▶ Instructions to follow: Would you find each line in the entries below with the string "here" and copy it?

=== Begin Enclosure ===

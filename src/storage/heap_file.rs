use std::collections::hash_map::DefaultHasher;
use std::fs::OpenOptions;
use std::hash::{Hash, Hasher};
use std::io::{Read, Seek, SeekFrom, Write};
use std::path::{Path, PathBuf};
use std::sync::Arc;

use fs4::fs_std::FileExt;
use parking_lot::Mutex;

use crate::buffer::{AccessMode, PageCache};
use crate::error::{DbError, Result};
use crate::exec::OpIterator;
use crate::schema::TupleDesc;
use crate::storage::page::{HeapPage, HeapPageId};
use crate::tuple::Tuple;
use crate::tx::TransactionId;

/// Unordered collection of fixed-size pages backing one table.
///
/// The file is a contiguous sequence of pages with no file header; page
/// `p` lives at byte offset `p * page_size`. The page count is derived
/// from the live file length, never stored. An exclusive advisory lock
/// is held for the lifetime of the handle.
pub struct HeapFile {
    file: Mutex<std::fs::File>,
    path: PathBuf,
    id: u64,
    schema: TupleDesc,
    page_size: usize,
}

impl HeapFile {
    /// Open (creating if absent) the heap file at `path`.
    pub fn open(path: &Path, schema: TupleDesc, page_size: usize) -> Result<Self> {
        let file = OpenOptions::new()
            .read(true)
            .write(true)
            .create(true)
            .open(path)?;
        file.lock_exclusive().map_err(|e| {
            DbError::Lock(format!(
                "failed to lock heap file {}: {}",
                path.display(),
                e
            ))
        })?;

        // Canonicalization cannot fail for a file we just opened; if it
        // does, the configuration is unusable and the error surfaces.
        let path = path.canonicalize()?;
        let id = table_id_for_path(&path);

        Ok(HeapFile {
            file: Mutex::new(file),
            path,
            id,
            schema,
            page_size,
        })
    }

    /// Stable table id, derived from the canonical path. Two stores
    /// opened on the same path agree on it.
    pub fn id(&self) -> u64 {
        self.id
    }

    pub fn schema(&self) -> &TupleDesc {
        &self.schema
    }

    pub fn page_size(&self) -> usize {
        self.page_size
    }

    pub fn path(&self) -> &Path {
        &self.path
    }

    /// `floor(file length / page size)`, recomputed from the live file
    /// length on every call. Trailing bytes short of a full page are
    /// never exposed as a page.
    pub fn num_pages(&self) -> Result<u64> {
        let len = self.file.lock().metadata()?.len();
        Ok(len / self.page_size as u64)
    }

    /// Read one whole page. The read is synchronous and complete;
    /// partial results are never returned.
    pub fn read_page(&self, pid: HeapPageId) -> Result<HeapPage> {
        if pid.table_id != self.id {
            return Err(DbError::InvalidPage {
                table_id: pid.table_id,
                page_no: pid.page_no,
            });
        }

        let mut file = self.file.lock();
        let len = file.metadata()?.len();
        let page_size = self.page_size as u64;
        match (pid.page_no + 1).checked_mul(page_size) {
            Some(end) if end <= len => {}
            _ => {
                return Err(DbError::InvalidPage {
                    table_id: pid.table_id,
                    page_no: pid.page_no,
                });
            }
        }

        file.seek(SeekFrom::Start(pid.page_no * page_size))?;
        let mut data = vec![0u8; self.page_size];
        match file.read_exact(&mut data) {
            Ok(()) => {}
            // The length check passed, so running out of bytes here means
            // the file shrank underneath us.
            Err(e) if e.kind() == std::io::ErrorKind::UnexpectedEof => {
                return Err(DbError::Corruption(format!(
                    "short read of page {} for table {}",
                    pid.page_no, pid.table_id
                )));
            }
            Err(e) => return Err(e.into()),
        }
        Ok(HeapPage::from_bytes(pid, data))
    }

    /// Overwrite one whole page at its computed offset. Writing at
    /// `page_no == num_pages()` appends a page.
    pub fn write_page(&self, page: &HeapPage) -> Result<()> {
        let pid = page.id();
        if pid.table_id != self.id {
            return Err(DbError::InvalidPage {
                table_id: pid.table_id,
                page_no: pid.page_no,
            });
        }
        if page.page_size() != self.page_size {
            return Err(DbError::Corruption(format!(
                "page is {} bytes, file uses {}-byte pages",
                page.page_size(),
                self.page_size
            )));
        }

        let mut file = self.file.lock();
        file.seek(SeekFrom::Start(pid.page_no * self.page_size as u64))?;
        file.write_all(page.as_bytes())?;
        Ok(())
    }

    /// Paged scan over every tuple, page by page, through the cache.
    pub fn scan(self: &Arc<Self>, tx: TransactionId, cache: Arc<dyn PageCache>) -> HeapScan {
        HeapScan {
            tx,
            file: Arc::clone(self),
            cache,
            cur_page_no: 0,
            cursor: None,
        }
    }
}

fn table_id_for_path(path: &Path) -> u64 {
    let mut hasher = DefaultHasher::new();
    path.hash(&mut hasher);
    hasher.finish()
}

/// Lazy, restartable tuple sequence over a heap file.
///
/// Pages are requested through the page cache, never read directly from
/// the store, and at most one page is probed per `has_next` call.
pub struct HeapScan {
    tx: TransactionId,
    file: Arc<HeapFile>,
    cache: Arc<dyn PageCache>,
    cur_page_no: u64,
    cursor: Option<std::vec::IntoIter<Tuple>>,
}

impl HeapScan {
    fn page_tuples(&self, page_no: u64) -> Result<std::vec::IntoIter<Tuple>> {
        let pid = HeapPageId::new(self.file.id(), page_no);
        let page = self.cache.fetch_page(self.tx, pid, AccessMode::ReadOnly)?;
        Ok(page.tuples(self.file.schema())?.into_iter())
    }
}

impl OpIterator for HeapScan {
    fn open(&mut self) -> Result<()> {
        self.cur_page_no = 0;
        // A zero-page file yields a valid, immediately exhausted scan
        // rather than an invalid-page error for page 0.
        if self.file.num_pages()? == 0 {
            self.cursor = Some(Vec::new().into_iter());
        } else {
            self.cursor = Some(self.page_tuples(0)?);
        }
        Ok(())
    }

    fn has_next(&mut self) -> Result<bool> {
        let Some(cursor) = self.cursor.as_ref() else {
            return Ok(false);
        };
        if !cursor.as_slice().is_empty() {
            return Ok(true);
        }
        // Advance at most one page per call. An empty page reports
        // exhaustion here even if later pages hold tuples; the next call
        // probes past it.
        if self.cur_page_no + 1 < self.file.num_pages()? {
            self.cur_page_no += 1;
            let next = self.page_tuples(self.cur_page_no)?;
            let non_empty = !next.as_slice().is_empty();
            self.cursor = Some(next);
            Ok(non_empty)
        } else {
            Ok(false)
        }
    }

    fn next(&mut self) -> Result<Tuple> {
        self.cursor
            .as_mut()
            .and_then(|c| c.next())
            .ok_or(DbError::NoSuchElement)
    }

    fn rewind(&mut self) -> Result<()> {
        self.close();
        self.open()
    }

    fn close(&mut self) {
        self.cursor = None;
    }

    fn tuple_desc(&self) -> &TupleDesc {
        self.file.schema()
    }
}

#[cfg(test)]
mod tests {
    use super::*;
    use crate::storage::page::DEFAULT_PAGE_SIZE;
    use crate::types::DataType;
    use tempfile::TempDir;

    fn int_schema() -> TupleDesc {
        TupleDesc::unnamed(&[DataType::BigInt])
    }

    #[test]
    fn test_id_stable_across_instances() {
        let dir = TempDir::new().unwrap();
        let path = dir.path().join("t.dat");

        let a = HeapFile::open(&path, int_schema(), DEFAULT_PAGE_SIZE).unwrap();
        let id = a.id();
        drop(a);
        let b = HeapFile::open(&path, int_schema(), DEFAULT_PAGE_SIZE).unwrap();
        assert_eq!(b.id(), id);

        let other = HeapFile::open(&dir.path().join("u.dat"), int_schema(), DEFAULT_PAGE_SIZE)
            .unwrap();
        assert_ne!(other.id(), id);
    }

    #[test]
    fn test_num_pages_floor() {
        let dir = TempDir::new().unwrap();
        let path = dir.path().join("t.dat");
        let file = HeapFile::open(&path, int_schema(), 512).unwrap();

        assert_eq!(file.num_pages().unwrap(), 0);

        // One byte short of a page: still zero pages.
        std::fs::write(&path, vec![0u8; 511]).unwrap();
        assert_eq!(file.num_pages().unwrap(), 0);

        std::fs::write(&path, vec![0u8; 512]).unwrap();
        assert_eq!(file.num_pages().unwrap(), 1);

        // A partial trailing page is invisible, not an error.
        std::fs::write(&path, vec![0u8; 512 * 2 + 100]).unwrap();
        assert_eq!(file.num_pages().unwrap(), 2);
    }

    #[test]
    fn test_write_read_round_trip() {
        let dir = TempDir::new().unwrap();
        let path = dir.path().join("t.dat");
        let file = HeapFile::open(&path, int_schema(), 512).unwrap();

        let pid = HeapPageId::new(file.id(), 0);
        let mut page = HeapPage::new(pid, 512);
        page.insert_cell(&7i64.to_le_bytes()).unwrap();
        file.write_page(&page).unwrap();

        let read = file.read_page(pid).unwrap();
        assert_eq!(read.as_bytes().len(), 512);
        assert_eq!(read, page);

        // Two successive reads of an unmodified page agree.
        assert_eq!(file.read_page(pid).unwrap(), read);
    }

    #[test]
    fn test_read_out_of_range() {
        let dir = TempDir::new().unwrap();
        let path = dir.path().join("t.dat");
        let file = HeapFile::open(&path, int_schema(), 512).unwrap();

        let pid = HeapPageId::new(file.id(), 0);
        assert!(matches!(
            file.read_page(pid),
            Err(DbError::InvalidPage { .. })
        ));

        file.write_page(&HeapPage::new(pid, 512)).unwrap();
        assert!(file.read_page(pid).is_ok());
        assert!(matches!(
            file.read_page(HeapPageId::new(file.id(), 1)),
            Err(DbError::InvalidPage { page_no: 1, .. })
        ));
    }

    #[test]
    fn test_read_wrong_table() {
        let dir = TempDir::new().unwrap();
        let file =
            HeapFile::open(&dir.path().join("t.dat"), int_schema(), 512).unwrap();
        let foreign = HeapPageId::new(file.id().wrapping_add(1), 0);
        assert!(matches!(
            file.read_page(foreign),
            Err(DbError::InvalidPage { .. })
        ));
    }

    #[test]
    fn test_append_grows_file() {
        let dir = TempDir::new().unwrap();
        let path = dir.path().join("t.dat");
        let file = HeapFile::open(&path, int_schema(), 512).unwrap();

        for page_no in 0..3 {
            let pid = HeapPageId::new(file.id(), page_no);
            file.write_page(&HeapPage::new(pid, 512)).unwrap();
            assert_eq!(file.num_pages().unwrap(), page_no + 1);
        }
    }
}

=== End Enclosure ===

▶ Response:
            // The length check passed, so running out of bytes here means
        // exhaustion here even if later pages hold tuples; the next call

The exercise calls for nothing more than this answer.